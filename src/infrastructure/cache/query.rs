//! Get-or-fetch helper for caching backend query results.

use std::future::Future;

use serde::{Serialize, de::DeserializeOwned};
use tracing::warn;

use super::service::CacheService;
use crate::domain::entities::AccessToken;
use crate::error::AppError;

/// Cache namespaces. Mutations drop a whole namespace for every user.
pub mod namespace {
    pub const DRIVERS: &str = "drivers:";
    pub const DOCUMENTS: &str = "documents:";
    pub const RECORDS: &str = "records:";
    pub const IMPORTS: &str = "imports:";
    pub const ANALYTICS: &str = "analytics:";
}

/// Builds a cache key scoped to the caller, e.g. `drivers:3fa9c1d2e4b5a607:list:p1`.
pub fn user_key(namespace: &str, token: &AccessToken, suffix: &str) -> String {
    format!("{namespace}{}:{suffix}", token.fingerprint())
}

/// Returns the cached value for `key`, or runs `fetch` and caches its result.
///
/// Values are stored as JSON. Undecodable entries count as misses, and a
/// failing `fetch` is never cached.
pub async fn cached<T, F, Fut>(cache: &dyn CacheService, key: &str, fetch: F) -> Result<T, AppError>
where
    T: Serialize + DeserializeOwned,
    F: FnOnce() -> Fut,
    Fut: Future<Output = Result<T, AppError>>,
{
    if let Ok(Some(raw)) = cache.get(key).await {
        match serde_json::from_str(&raw) {
            Ok(value) => return Ok(value),
            Err(e) => warn!(key, error = %e, "Discarding undecodable cache entry"),
        }
    }

    let value = fetch().await?;

    match serde_json::to_string(&value) {
        Ok(raw) => {
            let _ = cache.set(key, &raw, None).await;
        }
        Err(e) => warn!(key, error = %e, "Failed to encode value for cache"),
    }

    Ok(value)
}

/// Drops a cache namespace, logging instead of failing.
pub async fn invalidate(cache: &dyn CacheService, prefix: &str) {
    if let Err(e) = cache.invalidate_prefix(prefix).await {
        warn!(prefix, error = %e, "Failed to invalidate cache");
    }
}
//! Data file uploads, forwarded to the backend as multipart forms.

use async_trait::async_trait;
use reqwest::multipart::{Form, Part};
use serde_json::json;
use std::sync::Arc;

use super::client::{BackendClient, ListEnvelope, page_params};
use crate::domain::entities::{AccessToken, FileImport, UploadFile};
use crate::domain::pagination::{Page, PageRequest};
use crate::domain::repositories::ImportRepository;
use crate::error::AppError;

pub struct HttpImportRepository {
    client: Arc<BackendClient>,
}

impl HttpImportRepository {
    pub fn new(client: Arc<BackendClient>) -> Self {
        Self { client }
    }
}

fn upload_form(file: UploadFile) -> Result<Form, AppError> {
    let mut part = Part::bytes(file.bytes).file_name(file.file_name);
    if let Some(content_type) = file.content_type {
        part = part.mime_str(&content_type).map_err(|e| {
            AppError::bad_request(
                "Invalid file content type",
                json!({ "content_type": content_type, "error": e.to_string() }),
            )
        })?;
    }

    Ok(Form::new()
        .text("kind", file.kind.as_str())
        .part("file", part))
}

#[async_trait]
impl ImportRepository for HttpImportRepository {
    async fn upload(&self, token: &AccessToken, file: UploadFile) -> Result<FileImport, AppError> {
        let form = upload_form(file)?;
        Ok(self.client.post_multipart(token, "imports", form).await?)
    }

    async fn list(&self, token: &AccessToken, page: PageRequest) -> Result<Page<FileImport>, AppError> {
        let envelope: ListEnvelope<FileImport> = self
            .client
            .get_json(token, "imports", &page_params(page))
            .await?;
        Ok(envelope.into_page(page))
    }
}
//! Payroll and trip rows ingested from uploaded data files.

use chrono::NaiveDate;
use serde::{Deserialize, Serialize};

use crate::domain::entities::DateRange;
use crate::domain::pagination::PageRequest;

/// One payroll line for a driver over a pay period.
#[derive(Debug, Clone, PartialEq, Serialize, Deserialize)]
pub struct PaymentRecord {
    pub id: i64,
    pub driver_id: i64,
    pub driver_name: String,
    pub period_start: NaiveDate,
    pub period_end: NaiveDate,
    pub gross_amount: f64,
    #[serde(default)]
    pub deductions: f64,
    pub net_amount: f64,
    pub currency: String,
    #[serde(default)]
    pub import_id: Option<i64>,
}

/// Aggregated trips driven by a driver on one day.
#[derive(Debug, Clone, PartialEq, Serialize, Deserialize)]
pub struct TripRecord {
    pub id: i64,
    pub driver_id: i64,
    pub driver_name: String,
    #[serde(default)]
    pub company_name: Option<String>,
    pub trip_date: NaiveDate,
    pub trips: u32,
    pub distance_km: f64,
    pub revenue: f64,
    #[serde(default)]
    pub import_id: Option<i64>,
}

/// Filters shared by the payment and trip browsers.
#[derive(Debug, Clone, Default, PartialEq)]
pub struct RecordFilter {
    pub page: PageRequest,
    pub driver_id: Option<i64>,
    pub range: Option<DateRange>,
}

impl RecordFilter {
    pub fn new(page: PageRequest) -> Self {
        Self {
            page,
            ..Default::default()
        }
    }

    pub fn with_driver(mut self, driver_id: Option<i64>) -> Self {
        self.driver_id = driver_id;
        self
    }

    pub fn with_range(mut self, range: Option<DateRange>) -> Self {
        self.range = range;
        self
    }

    pub fn cache_key(&self) -> String {
        let range = self
            .range
            .map(|r| format!("{}_{}", r.from, r.to))
            .unwrap_or_default();
        format!(
            "p{}:s{}:d{}:r{}",
            self.page.page,
            self.page.page_size,
            self.driver_id.map(|d| d.to_string()).unwrap_or_default(),
            range
        )
    }
}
----------
_How to complete this task_
As the exercise requires, copy out the data shown above word for word.

_Result of the task_
filename src/infrastructure/cache/query.rs
//! Get-or-fetch helper for caching backend query results.

use std::future::Future;

use serde::{Serialize, de::DeserializeOwned};
use tracing::warn;

use super::service::CacheService;
use crate::domain::entities::AccessToken;
use crate::error::AppError;

/// Cache namespaces. Mutations drop a whole namespace for every user.
pub mod namespace {
    pub const DRIVERS: &str = "drivers:";
    pub const DOCUMENTS: &str = "documents:";
    pub const RECORDS: &str = "records:";
    pub const IMPORTS: &str = "imports:";
    pub const ANALYTICS: &str = "analytics:";
}

/// Builds a cache key scoped to the caller, e.g. `drivers:3fa9c1d2e4b5a607:list:p1`.
pub fn user_key(namespace: &str, token: &AccessToken, suffix: &str) -> String {
    format!("{namespace}{}:{suffix}", token.fingerprint())
}

/// Returns the cached value for `key`, or runs `fetch` and caches its result.
///
/// Values are stored as JSON. Undecodable entries count as misses, and a
/// failing `fetch` is never cached.
pub async fn cached<T, F, Fut>(cache: &dyn CacheService, key: &str, fetch: F) -> Result<T, AppError>
where
    T: Serialize + DeserializeOwned,
    F: FnOnce() -> Fut,
    Fut: Future<Output = Result<T, AppError>>,
{
    if let Ok(Some(raw)) = cache.get(key).await {
        match serde_json::from_str(&raw) {
            Ok(value) => return Ok(value),
            Err(e) => warn!(key, error = %e, "Discarding undecodable cache entry"),
        }
    }

    let value = fetch().await?;

    match serde_json::to_string(&value) {
        Ok(raw) => {
            let _ = cache.set(key, &raw, None).await;
        }
        Err(e) => warn!(key, error = %e, "Failed to encode value for cache"),
    }

    Ok(value)
}

/// Drops a cache namespace, logging instead of failing.
pub async fn invalidate(cache: &dyn CacheService, prefix: &str) {
    if let Err(e) = cache.invalidate_prefix(prefix).await {
        warn!(prefix, error = %e, "Failed to invalidate cache");
    }
}
//! Data file uploads, forwarded to the backend as multipart forms.

use async_trait::async_trait;
use reqwest::multipart::{Form, Part};
use serde_json::json;
use std::sync::Arc;

use super::client::{BackendClient, ListEnvelope, page_params};
use crate::domain::entities::{AccessToken, FileImport, UploadFile};
use crate::domain::pagination::{Page, PageRequest};
use crate::domain::repositories::ImportRepository;
use crate::error::AppError;

pub struct HttpImportRepository {
    client: Arc<BackendClient>,
}

impl HttpImportRepository {
    pub fn new(client: Arc<BackendClient>) -> Self {
        Self { client }
    }
}

fn upload_form(file: UploadFile) -> Result<Form, AppError> {
    let mut part = Part::bytes(file.bytes).file_name(file.file_name);
    if let Some(content_type) = file.content_type {
        part = part.mime_str(&content_type).map_err(|e| {
            AppError::bad_request(
                "Invalid file content type",
                json!({ "content_type": content_type, "error": e.to_string() }),
            )
        })?;
    }

    Ok(Form::new()
        .text("kind", file.kind.as_str())
        .part("file", part))
}

#[async_trait]
impl ImportRepository for HttpImportRepository {
    async fn upload(&self, token: &AccessToken, file: UploadFile) -> Result<FileImport, AppError> {
        let form = upload_form(file)?;
        Ok(self.client.post_multipart(token, "imports", form).await?)
    }

    async fn list(&self, token: &AccessToken, page: PageRequest) -> Result<Page<FileImport>, AppError> {
        let envelope: ListEnvelope<FileImport> = self
            .client
            .get_json(token, "imports", &page_params(page))
            .await?;
        Ok(envelope.into_page(page))
    }
}
//! Payroll and trip rows ingested from uploaded data files.

use chrono::NaiveDate;
use serde::{Deserialize, Serialize};

use crate::domain::entities::DateRange;
use crate::domain::pagination::PageRequest;

/// One payroll line for a driver over a pay period.
#[derive(Debug, Clone, PartialEq, Serialize, Deserialize)]
pub struct PaymentRecord {
    pub id: i64,
    pub driver_id: i64,
    pub driver_name: String,
    pub period_start: NaiveDate,
    pub period_end: NaiveDate,
    pub gross_amount: f64,
    #[serde(default)]
    pub deductions: f64,
    pub net_amount: f64,
    pub currency: String,
    #[serde(default)]
    pub import_id: Option<i64>,
}

/// Aggregated trips driven by a driver on one day.
#[derive(Debug, Clone, PartialEq, Serialize, Deserialize)]
pub struct TripRecord {
    pub id: i64,
    pub driver_id: i64,
    pub driver_name: String,
    #[serde(default)]
    pub company_name: Option<String>,
    pub trip_date: NaiveDate,
    pub trips: u32,
    pub distance_km: f64,
    pub revenue: f64,
    #[serde(default)]
    pub import_id: Option<i64>,
}

/// Filters shared by the payment and trip browsers.
#[derive(Debug, Clone, Default, PartialEq)]
pub struct RecordFilter {
    pub page: PageRequest,
    pub driver_id: Option<i64>,
    pub range: Option<DateRange>,
}

impl RecordFilter {
    pub fn new(page: PageRequest) -> Self {
        Self {
            page,
            ..Default::default()
        }
    }

    pub fn with_driver(mut self, driver_id: Option<i64>) -> Self {
        self.driver_id = driver_id;
        self
    }

    pub fn with_range(mut self, range: Option<DateRange>) -> Self {
        self.range = range;
        self
    }

    pub fn cache_key(&self) -> String {
        let range = self
            .range
            .map(|r| format!("{}_{}", r.from, r.to))
            .unwrap_or_default();
        format!(
            "p{}:s{}:d{}:r{}",
            self.page.page,
            self.page.page_size,
            self.driver_id.map(|d| d.to_string()).unwrap_or_default(),
            range
        )
    }
}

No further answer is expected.